The ease and frequency with which sedition and other draconian laws like the UAPA and NSA are invoked today reflects an increasingly thin-skinned and insecure Indian state. As comedian Kunal Kamra said in his much celebrated defence against contempt charges, taking offence is now akin to a national indoor sport. From jokes that were never said, innocuous ad commercials, fictional movies and web series, to journalists daring to report the other side of the story- all face the fury of hurt sentiments. When the British included 124A in the IPC in 1870, they wanted to rein in Indian nationalists and their clarion call for independence. That governments over the years have chosen to retain and misuse the same law to muzzle voices of criticism and dissent is both ridiculous and unpatriotic. Never mind that our colonial masters have revoked the law on sedition in their own country in 2010.

Statistics from the National Crime Records Bureau (NCRB) puts the frivolous misuse of these laws into perspective: Cases registered under 124A or sedition jumped from 35 in 2016, 56 in 2018, to 96 in 2019 whereas the conviction rate dropped from 33.3% to a mere 3.3% during the same period. Similarly, between 2016 and 2019, a total of 5,922 individuals were arrested under UAPA but only 132 were convicted. The dismal rate of conviction points to loopholes in the investigation and a failure to back charges with evidence. It is not that our men and women in uniform lack legal literacy but as is often the case in India, they receive unwritten instructions from the powers that be. The idea then is not to punish but to harass free and critical minds and fix a cost to dissent. Sedition, for instance, is a cognisable and non-bailable offence with lifetime imprisonment as maximum punishment. An accused can be arrested without a warrant and deprived of a government job. Similarly, UAPA allows detention without charges for a period of 180 days whereas NSA for 12 months. These stringent provisions turn the dictum of “bail is the rule, jail is the exception” on its head thus, giving extraordinary powers to the state. Add to this the trend of media trials and the process becomes the punishment.

And so a Dr. Kafeel Khan slapped with NSA spends 10 months in prison for a speech that the Allahabad High Court found “a call for national integrity and unity among the citizens”. A young college girl and climate activist spends 10 days in the dreaded Tihar jail for what a Delhi court found as “scanty and sketchy” evidence. A comedian spends over a month in prison for jokes that he did not even say. Young students and activists charged with UAPA continue to languish in prison for allegedly conspiring anti-CAA protests and the riots in the national capital last year.
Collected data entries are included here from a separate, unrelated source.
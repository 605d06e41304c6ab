//! Command dispatch: bridges CLI args -> core controllers -> output formatting.

pub mod cache;
pub mod config_cmd;
pub mod posts;
pub mod users;

use std::path::PathBuf;
use std::sync::Arc;

use clap::ValueEnum;
use tracing::debug;

use postview_config::Config;
use postview_core::{CachedFetcher, DataCache, FeedConfig, MemoryCache, RedbCache};

use crate::cli::{Command, GlobalOpts, OutputFormat};
use crate::error::CliError;

/// Everything a feed command needs, resolved from config file, environment
/// and global flags (flags win).
#[derive(Debug)]
pub struct Context {
    pub feed: FeedConfig,
    pub format: OutputFormat,
    pub cache_path: PathBuf,
    /// `--no-cache` or `[cache] enabled = false`.
    pub memory_only: bool,
    pub quiet: bool,
}

impl Context {
    pub fn resolve(global: &GlobalOpts) -> Result<Self, CliError> {
        let mut config = postview_config::load_config_or_default();

        if let Some(ref url) = global.base_url {
            config.api.base_url.clone_from(url);
        }
        if let Some(timeout) = global.timeout {
            config.api.timeout = timeout;
        }

        let feed = config.to_feed_config()?;
        let format = output_format(global, &config);
        let cache_path = global
            .cache_path
            .clone()
            .unwrap_or_else(|| config.cache_path());
        let memory_only = global.no_cache || !config.cache.enabled;

        Ok(Self {
            feed,
            format,
            cache_path,
            memory_only,
            quiet: global.quiet,
        })
    }

    /// Open and initialise the page cache this run should use.
    pub async fn open_cache(&self) -> Result<Arc<dyn DataCache>, CliError> {
        let cache: Arc<dyn DataCache> = if self.memory_only {
            debug!("using in-memory page cache");
            Arc::new(MemoryCache::new())
        } else {
            debug!(path = %self.cache_path.display(), "using persistent page cache");
            Arc::new(RedbCache::new(&self.cache_path))
        };
        cache.init().await?;
        Ok(cache)
    }

    pub async fn fetcher(&self) -> Result<Arc<CachedFetcher>, CliError> {
        let cache = self.open_cache().await?;
        let client = self.feed.page_client()?;
        Ok(Arc::new(CachedFetcher::new(client, cache)?))
    }
}

/// `--output` if given, else `[defaults] output`, else table.
pub fn output_format(global: &GlobalOpts, config: &Config) -> OutputFormat {
    global.output.clone().unwrap_or_else(|| {
        OutputFormat::from_str(&config.defaults.output, true).unwrap_or(OutputFormat::Table)
    })
}

/// Dispatch a feed or cache command to the appropriate handler.
pub async fn dispatch(cmd: Command, ctx: &Context) -> Result<(), CliError> {
    match cmd {
        Command::Posts(args) => posts::handle(ctx, &args).await,
        Command::Users => users::handle(ctx).await,
        Command::Cache(args) => cache::handle(ctx, &args.command).await,
        // Config and Completions are handled before a Context exists
        Command::Config(_) | Command::Completions(_) => Err(CliError::Internal(
            "config and completions are dispatched directly".into(),
        )),
    }
}
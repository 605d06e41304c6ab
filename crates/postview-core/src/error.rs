// ── Core error types ──
//
// Errors surfaced by postview-core. Consumers never match on reqwest or
// redb failures directly: `From<postview_api::Error>` folds transport
// failures into feed-level variants, and cache failures are wrapped whole.

use thiserror::Error;

use crate::cache::CacheError;

/// Everything the feed controllers and fetcher can fail with.
#[derive(Debug, Error)]
pub enum CoreError {
    #[error("Cannot reach {url}: {reason}")]
    ConnectionFailed { url: String, reason: String },

    #[error("Request timed out")]
    Timeout,

    /// The server answered, but not with a usable page.
    #[error("API error: {message}")]
    Api {
        message: String,
        status: Option<u16>,
    },

    #[error("Page cache used before init() completed")]
    CacheNotReady,

    #[error(transparent)]
    Cache(#[from] CacheError),

    #[error("Controller is not running")]
    ControllerStopped,

    #[error("Configuration error: {message}")]
    Config { message: String },

    #[error("Internal error: {0}")]
    Internal(String),
}

impl From<postview_api::Error> for CoreError {
    fn from(err: postview_api::Error) -> Self {
        use postview_api::Error as ApiError;

        let status = err.status();
        match err {
            ApiError::Transport(e) if e.is_timeout() => Self::Timeout,
            ApiError::Transport(e) if e.is_connect() => Self::ConnectionFailed {
                url: e.url().map_or_else(|| "<unknown>".into(), ToString::to_string),
                reason: e.to_string(),
            },
            ApiError::Transport(e) => Self::Api {
                message: e.to_string(),
                status,
            },
            ApiError::InvalidUrl(e) => Self::Config {
                message: format!("bad feed URL: {e}"),
            },
            ApiError::Status { status, url } => Self::Api {
                message: format!("{url} answered HTTP {status}"),
                status: Some(status),
            },
            // The raw body is only useful at debug level, which the client
            // already logged.
            ApiError::Deserialization { message, .. } => {
                Self::Internal(format!("unexpected page payload: {message}"))
            }
        }
    }
}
But history tells us that those who insulate themselves from criticism hasten their own downfall. They establish an echo chamber where they hear what they want to hear. Disconnecting from the reality doesn’t alter the reality after all. If anything, it leaves you unprepared for a looming disaster. The British had all the resources at their disposal yet they couldn’t stop India from being free. Their repression only inspired more Indians to take on the oppressor instead of fearing the oppressor. If the ruling dispensation believes that it can intimidate young voices, it is living in a la-la land. Police sticks and incarceration will only harden their resolve to fight tooth and nail and safeguard the promises made in the Constitution.



Views expressed above are the author’s own.